* What is being asked *
Your answer should hold only the lines from the one with "pub fn tunnels(&self)" through the end of the listing below, each retyped exactly.

---

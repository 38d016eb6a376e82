// persisted key-value configuration store
pub mod config;

// sequential render queue over external blender processes
pub mod manager;

// typed render settings, formats and queue status events
pub mod models;

// one queued blend file and its render configuration
pub mod project;

// path helpers and blender executable discovery
pub mod util;
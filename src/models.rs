pub mod device;
pub mod engine;
pub mod format;
pub mod settings;
pub mod status;
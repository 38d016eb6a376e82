use crate::models::device::Device;
use crate::models::engine::Engine;
use crate::models::format::Output;
use serde::{Deserialize, Serialize};

/// Render configuration for one queued project.
///
/// The serde renames mirror the keys the render driver script reads from the
/// settings blob passed on the blender command line, so
/// `serde_json::to_string` yields the transport format directly.
#[derive(Debug, Clone, PartialEq, Serialize, Deserialize)]
pub struct RenderSettings {
    #[serde(rename = "ResolutionX")]
    pub resolution_x: u32,
    #[serde(rename = "ResolutionY")]
    pub resolution_y: u32,
    /// Percentage scale applied to the resolution, 1..=100.
    #[serde(rename = "Resolution Scale")]
    pub resolution_scale: u32,
    #[serde(rename = "FPS")]
    pub fps: u32,
    #[serde(rename = "FPS Base")]
    pub fps_base: f32,
    #[serde(rename = "Frame Start")]
    pub frame_start: i32,
    #[serde(rename = "Frame End")]
    pub frame_end: i32,
    #[serde(rename = "Frame Step")]
    pub frame_step: i32,
    #[serde(rename = "Frame")]
    pub frame_current: i32,
    #[serde(rename = "Render Engine")]
    pub engine: Engine,
    #[serde(rename = "CYCLES Samples")]
    pub cycles_samples: u32,
    #[serde(rename = "Denoising")]
    pub denoising: bool,
    #[serde(rename = "Device")]
    pub device: Device,
    /// 0 lets blender pick the thread count itself.
    #[serde(rename = "Threads")]
    pub threads: usize,
    #[serde(rename = "EEVEE Samples")]
    pub eevee_samples: u32,
    #[serde(rename = "File Format")]
    pub output: Output,
    #[serde(rename = "Output Path")]
    pub output_path: String,
}

impl Default for RenderSettings {
    fn default() -> Self {
        Self {
            resolution_x: 1920,
            resolution_y: 1080,
            resolution_scale: 100,
            fps: 24,
            fps_base: 1.0,
            frame_start: 1,
            frame_end: 250,
            frame_step: 1,
            frame_current: 1,
            engine: Engine::default(),
            cycles_samples: 64,
            denoising: true,
            device: Device::default(),
            threads: 0,
            eevee_samples: 64,
            output: Output::default(),
            // blender convention for "relative to the blend file"
            output_path: "//".to_owned(),
        }
    }
}

impl RenderSettings {
    /// Serialize to the textual blob passed to the render driver script.
    pub fn to_transport(&self) -> serde_json::Result<String> {
        serde_json::to_string(self)
    }
}

#[cfg(test)]
mod test {
    use super::*;
    use crate::models::format::{Format, MovieFormat};

    #[test]
    fn transport_blob_uses_driver_script_keys() {
        let settings = RenderSettings::default();
        let blob = settings.to_transport().unwrap();
        let value: serde_json::Value = serde_json::from_str(&blob).unwrap();
        let map = value.as_object().unwrap();

        for key in [
            "ResolutionX",
            "ResolutionY",
            "Resolution Scale",
            "FPS",
            "FPS Base",
            "Frame Start",
            "Frame End",
            "Frame Step",
            "Frame",
            "Render Engine",
            "CYCLES Samples",
            "Denoising",
            "Device",
            "Threads",
            "EEVEE Samples",
            "File Format",
            "Output Path",
        ] {
            assert!(map.contains_key(key), "missing key: {key}");
        }

        assert_eq!(map["Render Engine"], "BLENDER_EEVEE");
        assert_eq!(map["File Format"], "PNG");
        assert_eq!(map["Device"], "CPU");
    }

    #[test]
    fn transport_blob_round_trips() {
        let settings = RenderSettings {
            engine: Engine::Cycles,
            device: Device::Gpu,
            output: Output::Movie(MovieFormat::Ffmpeg),
            frame_end: 48,
            ..Default::default()
        };
        let blob = settings.to_transport().unwrap();
        let parsed: RenderSettings = serde_json::from_str(&blob).unwrap();
        assert_eq!(parsed, settings);
        assert!(parsed.output.is_movie());
    }

    #[test]
    fn image_output_is_not_movie() {
        let settings = RenderSettings {
            output: Output::Image(Format::Jpeg),
            ..Default::default()
        };
        assert!(!settings.output.is_movie());
    }
}
use crate::config::{self, ConfigManager};
use regex::Regex;
use semver::Version;
use std::collections::BTreeMap;
use std::env;
use std::io::Read;
use std::path::{Path, PathBuf, MAIN_SEPARATOR};
use std::process::{Command, Stdio};
use std::sync::OnceLock;
use std::thread;
use std::time::{Duration, Instant};

/// Marker expected in `--version` output of a genuine blender executable.
const BLENDER_MARKER: &str = "Blender";

/// Budget for the cheap "is this blender at all" probe.
const PROBE_TIMEOUT: Duration = Duration::from_secs(1);

/// Budget for extracting the full version line.
const VERSION_TIMEOUT: Duration = Duration::from_secs(5);

/// Normalize a path string to the platform separator.
pub fn transform_path_to_standard(path: &str) -> String {
    path.replace(['/', '\\'], &MAIN_SEPARATOR.to_string())
}

/// Base name of a path, tolerating either separator style. Project files may
/// arrive with Windows-style paths regardless of the host platform.
pub fn file_name_from_path(path: &str) -> &str {
    path.rsplit(['/', '\\']).next().unwrap_or(path)
}

/// Existence check; an empty path is treated as absent.
pub fn is_path_exists(path: &str) -> bool {
    !path.is_empty() && Path::new(path).exists()
}

/// Report available logical cores, falling back to 1 when the platform
/// cannot tell.
pub fn cpu_count() -> usize {
    thread::available_parallelism()
        .map(|count| count.get())
        .unwrap_or(1)
}

/// Prepend a directory to the process search path. Repeated calls keep
/// prepending; callers deduplicate if they care.
pub fn prepend_to_path(dir: &str) {
    let current = env::var_os("PATH").unwrap_or_default();
    let mut paths = vec![PathBuf::from(dir)];
    paths.extend(env::split_paths(&current));
    if let Ok(joined) = env::join_paths(paths) {
        env::set_var("PATH", joined);
    }
}

/// Probe a candidate executable by running `--version` under a short timeout.
/// Valid only if the process exits successfully and prints the blender
/// marker. Never raises: a missing or broken candidate is simply `false`.
pub fn is_blender_bin(path: &str) -> bool {
    if !is_path_exists(path) {
        return false;
    }
    match run_version_command(path, PROBE_TIMEOUT) {
        Some(probe) => probe.success && probe.stdout.contains(BLENDER_MARKER),
        None => false,
    }
}

/// Extract the long-form version line from a validated executable, scanning
/// both output streams under a more generous timeout.
pub fn blender_version(path: &str) -> Option<String> {
    let probe = run_version_command(path, VERSION_TIMEOUT)?;
    let combined = format!("{}\n{}", probe.stdout, probe.stderr);
    combined
        .lines()
        .find(|line| line.starts_with(BLENDER_MARKER))
        .map(|line| line.trim().to_owned())
}

/// Parse a semantic version out of a `Blender X.Y.Z ...` marker line.
pub fn parse_blender_version(line: &str) -> Option<Version> {
    static RE: OnceLock<Regex> = OnceLock::new();
    let re = RE.get_or_init(|| {
        Regex::new(r"Blender\s+(\d+)\.(\d+)\.(\d+)").expect("version pattern is valid")
    });
    let caps = re.captures(line)?;
    let major = caps[1].parse().ok()?;
    let minor = caps[2].parse().ok()?;
    let patch = caps[3].parse().ok()?;
    Some(Version::new(major, minor, patch))
}

/// Enumerate known blender executables: the configured `bin_paths` plus one
/// discovered on the search path, deduplicated by path and each validated
/// before inclusion. Values are the cached version lines.
pub fn blender_paths(config: &ConfigManager) -> BTreeMap<String, String> {
    let mut found = BTreeMap::new();

    if let Some(paths) = config
        .get_variable(config::BIN_PATHS)
        .and_then(|value| value.as_object())
    {
        for path in paths.keys() {
            if is_blender_bin(path) {
                if let Some(version) = blender_version(path) {
                    found.insert(path.clone(), version);
                }
            }
        }
    }

    if let Some(discovered) = which("blender") {
        let path = discovered.to_string_lossy().to_string();
        if !found.contains_key(&path) && is_blender_bin(&path) {
            if let Some(version) = blender_version(&path) {
                found.insert(path, version);
            }
        }
    }

    found
}

/// Locate an executable on the process search path.
fn which(name: &str) -> Option<PathBuf> {
    let paths = env::var_os("PATH")?;
    let file_name = format!("{}{}", name, env::consts::EXE_SUFFIX);
    env::split_paths(&paths)
        .map(|dir| dir.join(&file_name))
        .find(|candidate| candidate.is_file())
}

struct ProbeOutput {
    success: bool,
    stdout: String,
    stderr: String,
}

/// Run `<path> --version` with piped output, killing the child once the
/// timeout elapses. Returns `None` on launch failure or timeout.
fn run_version_command(path: &str, timeout: Duration) -> Option<ProbeOutput> {
    let mut child = Command::new(path)
        .arg("--version")
        .stdout(Stdio::piped())
        .stderr(Stdio::piped())
        .stdin(Stdio::null())
        .spawn()
        .ok()?;

    // pipes are drained on worker threads so a chatty child cannot block
    let stdout_worker = child.stdout.take().map(read_to_string_thread);
    let stderr_worker = child.stderr.take().map(read_to_string_thread);

    let deadline = Instant::now() + timeout;
    let status = loop {
        match child.try_wait() {
            Ok(Some(status)) => break status,
            Ok(None) => {
                if Instant::now() >= deadline {
                    log::warn!("version probe of {path} timed out, killing it");
                    let _ = child.kill();
                    let _ = child.wait();
                    return None;
                }
                thread::sleep(Duration::from_millis(25));
            }
            Err(err) => {
                log::warn!("version probe of {path} failed: {err}");
                return None;
            }
        }
    };

    let stdout = stdout_worker
        .and_then(|worker| worker.join().ok())
        .unwrap_or_default();
    let stderr = stderr_worker
        .and_then(|worker| worker.join().ok())
        .unwrap_or_default();

    Some(ProbeOutput {
        success: status.success(),
        stdout,
        stderr,
    })
}

fn read_to_string_thread<R: Read + Send + 'static>(mut pipe: R) -> thread::JoinHandle<String> {
    thread::spawn(move || {
        let mut buffer = String::new();
        let _ = pipe.read_to_string(&mut buffer);
        buffer
    })
}

#[cfg(test)]
mod test {
    use super::*;
    use tempfile::tempdir;

    #[cfg(unix)]
    fn write_fake_bin(dir: &Path, name: &str, body: &str) -> PathBuf {
        use std::os::unix::fs::PermissionsExt;
        let _ = env_logger::builder().is_test(true).try_init();
        let path = dir.join(name);
        std::fs::write(&path, format!("#!/bin/sh\n{body}\n")).unwrap();
        std::fs::set_permissions(&path, std::fs::Permissions::from_mode(0o755)).unwrap();
        path
    }

    #[test]
    fn transform_path_uses_platform_separator() {
        let sep = MAIN_SEPARATOR.to_string();
        assert_eq!(
            transform_path_to_standard("C:/work/scripts/render_script.py"),
            format!("C:{sep}work{sep}scripts{sep}render_script.py")
        );
        assert_eq!(
            transform_path_to_standard("C:\\work\\thumbnails"),
            format!("C:{sep}work{sep}thumbnails")
        );
    }

    #[test]
    fn file_name_handles_both_separators() {
        assert_eq!(file_name_from_path("C:\\projects\\test.blend"), "test.blend");
        assert_eq!(file_name_from_path("/home/user/test.blend"), "test.blend");
        assert_eq!(file_name_from_path("test.blend"), "test.blend");
    }

    #[test]
    fn empty_path_does_not_exist() {
        assert!(!is_path_exists(""));
        assert!(!is_path_exists("/no/such/path/anywhere.blend"));
    }

    #[test]
    fn cpu_count_is_at_least_one() {
        assert!(cpu_count() >= 1);
    }

    #[test]
    fn missing_executable_probes_false_without_error() {
        assert!(!is_blender_bin("/no/such/blender"));
        assert_eq!(blender_version("/no/such/blender"), None);
    }

    #[test]
    fn parse_version_from_marker_line() {
        let version = parse_blender_version("Blender 4.1.0 (hash e1743a0317bc)").unwrap();
        assert_eq!(version, Version::new(4, 1, 0));
        assert_eq!(parse_blender_version("not a marker line"), None);
    }

    #[test]
    fn unvalidated_candidates_are_not_listed() {
        let dir = tempdir().unwrap();
        let mut config = ConfigManager::load(dir.path().join("config.json")).unwrap();
        config
            .set_variable(
                config::BIN_PATHS,
                serde_json::json!({ "/no/such/blender": "Blender 4.1.0" }),
            )
            .unwrap();

        let paths = blender_paths(&config);
        assert!(!paths.contains_key("/no/such/blender"));
    }

    #[test]
    fn prepend_to_path_puts_directory_first() {
        // PATH is process-global; restore it so sibling tests that resolve
        // executables are unaffected
        let saved = env::var_os("PATH");
        prepend_to_path("/tmp/blendqueue-test-bin");
        let path = env::var("PATH").unwrap();
        if let Some(saved) = saved {
            env::set_var("PATH", saved);
        }
        assert!(path.starts_with("/tmp/blendqueue-test-bin"));
    }

    #[cfg(unix)]
    #[test]
    fn fake_blender_passes_the_probe() {
        let dir = tempdir().unwrap();
        let bin = write_fake_bin(dir.path(), "blender", "echo \"Blender 4.1.0\"");
        let bin = bin.to_string_lossy().to_string();

        assert!(is_blender_bin(&bin));
        assert_eq!(blender_version(&bin).as_deref(), Some("Blender 4.1.0"));
    }

    #[cfg(unix)]
    #[test]
    fn non_blender_executable_fails_the_probe() {
        let dir = tempdir().unwrap();
        let bin = write_fake_bin(dir.path(), "impostor", "echo \"definitely not it\"");
        assert!(!is_blender_bin(&bin.to_string_lossy()));
    }

    #[cfg(unix)]
    #[test]
    fn hung_candidate_is_killed_and_rejected() {
        let dir = tempdir().unwrap();
        let bin = write_fake_bin(dir.path(), "sleepy", "sleep 30");
        let started = Instant::now();
        assert!(!is_blender_bin(&bin.to_string_lossy()));
        assert!(started.elapsed() < Duration::from_secs(10));
    }

    #[cfg(unix)]
    #[test]
    fn validated_candidates_are_listed_with_versions() {
        let dir = tempdir().unwrap();
        let bin = write_fake_bin(dir.path(), "blender", "echo \"Blender 3.6.2\"");
        let bin = bin.to_string_lossy().to_string();

        let mut config = ConfigManager::load(dir.path().join("config.json")).unwrap();
        let mut bins = serde_json::Map::new();
        bins.insert(bin.clone(), serde_json::Value::String(String::new()));
        config
            .set_variable(config::BIN_PATHS, serde_json::Value::Object(bins))
            .unwrap();

        let paths = blender_paths(&config);
        assert_eq!(paths.get(&bin).map(String::as_str), Some("Blender 3.6.2"));
    }
}
//! The transaction store.
//!
//! Owns the list of captured transactions (newest first) and the active
//! selection. Records enter the store unprocessed; the decoder and formatter
//! run on a record exactly once, the first time it is activated.

pub mod error;
pub mod events;

pub use error::StoreError;
pub use events::{EventOutcome, Inspector, InspectorEvent};

use crate::decoder::decode_message;
use crate::formatter::{classify_and_format, format_duration, FormatOptions, StatusClass};
use crate::models::{InitialPayload, TransactionRecord};
use crate::replay::ReplayRequest;
use log::{debug, info, warn};
use serde_json::Value;

/// Runs the decoder and formatter over a copy of a record.
///
/// The input is never modified, so a failure leaves no partial output
/// behind. Already processed records are returned unchanged.
///
/// # Arguments
///
/// * `txn` - The record to process
/// * `options` - Formatting settings
///
/// # Returns
///
/// The processed record, or a `StoreError` naming the record if a base64
/// field is malformed.
pub fn process_transaction(
    txn: &TransactionRecord,
    options: &FormatOptions,
) -> Result<TransactionRecord, StoreError> {
    let mut out = txn.clone();
    if out.processed {
        return Ok(out);
    }

    let decode_err = |source| StoreError::Decode {
        id: txn.id.clone(),
        source,
    };
    decode_message(&mut out.request).map_err(decode_err)?;
    decode_message(&mut out.response).map_err(decode_err)?;

    let format_err = |source| StoreError::Format {
        id: txn.id.clone(),
        source,
    };
    classify_and_format(&mut out.request.body, options).map_err(format_err)?;
    classify_and_format(&mut out.response.body, options).map_err(format_err)?;

    out.response.status_class = out
        .response
        .status_code
        .as_deref()
        .and_then(StatusClass::for_status);
    out.processed = true;

    Ok(out)
}

/// Ordered, single-owner collection of transactions with one active record.
#[derive(Debug, Default)]
pub struct TransactionStore {
    /// Newest first.
    txns: Vec<TransactionRecord>,
    active: Option<String>,
    tunnels: Vec<Value>,
    options: FormatOptions,
}

impl TransactionStore {
    /// Creates an empty store that formats bodies with `options`.
    pub fn new(options: FormatOptions) -> Self {
        Self {
            options,
            ..Default::default()
        }
    }

    pub fn options(&self) -> &FormatOptions {
        &self.options
    }

    /// Replaces the store's contents with an initial batch.
    ///
    /// The batch order is kept as given. Every record gets its formatted
    /// duration; the first record, if any, is processed and activated.
    ///
    /// # Returns
    ///
    /// `Ok(())`, or the processing error of the first record. The batch is
    /// loaded and the first record is active either way.
    pub fn initialize(&mut self, records: Vec<TransactionRecord>) -> Result<(), StoreError> {
        self.txns = records;
        self.active = None;
        for txn in &mut self.txns {
            txn.formatted_duration = Some(format_duration(txn.duration_nanos));
        }
        info!("Loaded {} transactions", self.txns.len());

        match self.txns.first().map(|txn| txn.id.clone()) {
            Some(id) => self.activate(&id),
            None => Ok(()),
        }
    }

    /// Parses an initial batch and loads it with [`TransactionStore::initialize`].
    ///
    /// Accepts a bare JSON array of records or the backend's page payload
    /// `{"Txns": [...], "UiState": {"Tunnels": [...]}}`. A malformed batch
    /// leaves the store untouched.
    pub fn initialize_from_json(&mut self, json: &str) -> Result<(), StoreError> {
        let payload = InitialPayload::from_json(json)?;
        self.tunnels = payload.ui_state.tunnels;
        self.initialize(payload.txns)
    }

    /// Adds one streamed record at the head of the list.
    ///
    /// The record is not processed unless nothing is active yet, in which
    /// case it becomes the active record. A record that failed processing
    /// still counts as active, so records streamed after it wait to be
    /// selected.
    ///
    /// # Arguments
    ///
    /// * `serialized` - One record as JSON text
    ///
    /// # Returns
    ///
    /// The id of the inserted record. Malformed JSON, a missing field or a
    /// duplicate id is rejected without touching the store. If the record
    /// was activated but could not be processed, the processing error is
    /// returned; the record stays in the store and active.
    pub fn add_streamed(&mut self, serialized: &str) -> Result<String, StoreError> {
        let mut txn = TransactionRecord::from_json(serialized)?;
        if self.get(&txn.id).is_some() {
            warn!("Rejecting duplicate transaction {}", txn.id);
            return Err(StoreError::DuplicateTransaction(txn.id));
        }

        txn.formatted_duration = Some(format_duration(txn.duration_nanos));
        let id = txn.id.clone();
        self.txns.insert(0, txn);
        info!("Inserted transaction {}", id);

        if self.active.is_none() {
            self.activate(&id)?;
        }
        Ok(id)
    }

    /// Makes a record active, processing it first if needed.
    ///
    /// Processing happens at most once per record. Activating an already
    /// processed record only moves the active pointer.
    ///
    /// # Returns
    ///
    /// `Ok(())`, `Err(StoreError::UnknownTransaction)` when no record has
    /// this id, or the processing error. On a processing error the record
    /// stays unprocessed but still becomes active.
    pub fn activate(&mut self, id: &str) -> Result<(), StoreError> {
        let index = self
            .position(id)
            .ok_or_else(|| StoreError::UnknownTransaction(id.to_string()))?;
        self.active = Some(id.to_string());

        let txn = &self.txns[index];
        if txn.processed {
            debug!("Transaction {} already processed", id);
            return Ok(());
        }

        match process_transaction(txn, &self.options) {
            Ok(processed) => {
                self.txns[index] = processed;
                info!("Activated transaction {}", id);
                Ok(())
            }
            Err(e) => {
                warn!("{}", e);
                Err(e)
            }
        }
    }

    /// Returns the active record.
    pub fn get_active(&self) -> Option<&TransactionRecord> {
        let id = self.active.as_deref()?;
        self.get(id)
    }

    /// Checks whether `txn` is the active record, comparing by id.
    pub fn is_active(&self, txn: &TransactionRecord) -> bool {
        self.active.as_deref() == Some(txn.id.as_str())
    }

    /// All records, newest first.
    pub fn all(&self) -> &[TransactionRecord] {
        &self.txns
    }

    pub fn get(&self, id: &str) -> Option<&TransactionRecord> {
        self.txns.iter().find(|txn| txn.id == id)
    }

    pub fn len(&self) -> usize {
        self.txns.len()
    }

    pub fn is_empty(&self) -> bool {
        self.txns.is_empty()
    }

    /// Tunnels passed along with the initial batch.
    pub fn tunnels(&self) -> &[Value] {
        &self.tunnels
    }

    /// Builds the replay command for the active record.
    pub fn replay_request(&self) -> Option<ReplayRequest> {
        self.get_active().map(|txn| ReplayRequest::new(txn.id.clone()))
    }

    fn position(&self, id: &str) -> Option<usize> {
        self.txns.iter().position(|txn| txn.id == id)
    }
}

---

* Answer area *
    pub fn tunnels(&self) -> &[Value] {
        &self.tunnels
    }

    /// Builds the replay command for the active record.
    pub fn replay_request(&self) -> Option<ReplayRequest> {
        self.get_active().map(|txn| ReplayRequest::new(txn.id.clone()))
    }

    fn position(&self, id: &str) -> Option<usize> {
        self.txns.iter().position(|txn| txn.id == id)
    }
}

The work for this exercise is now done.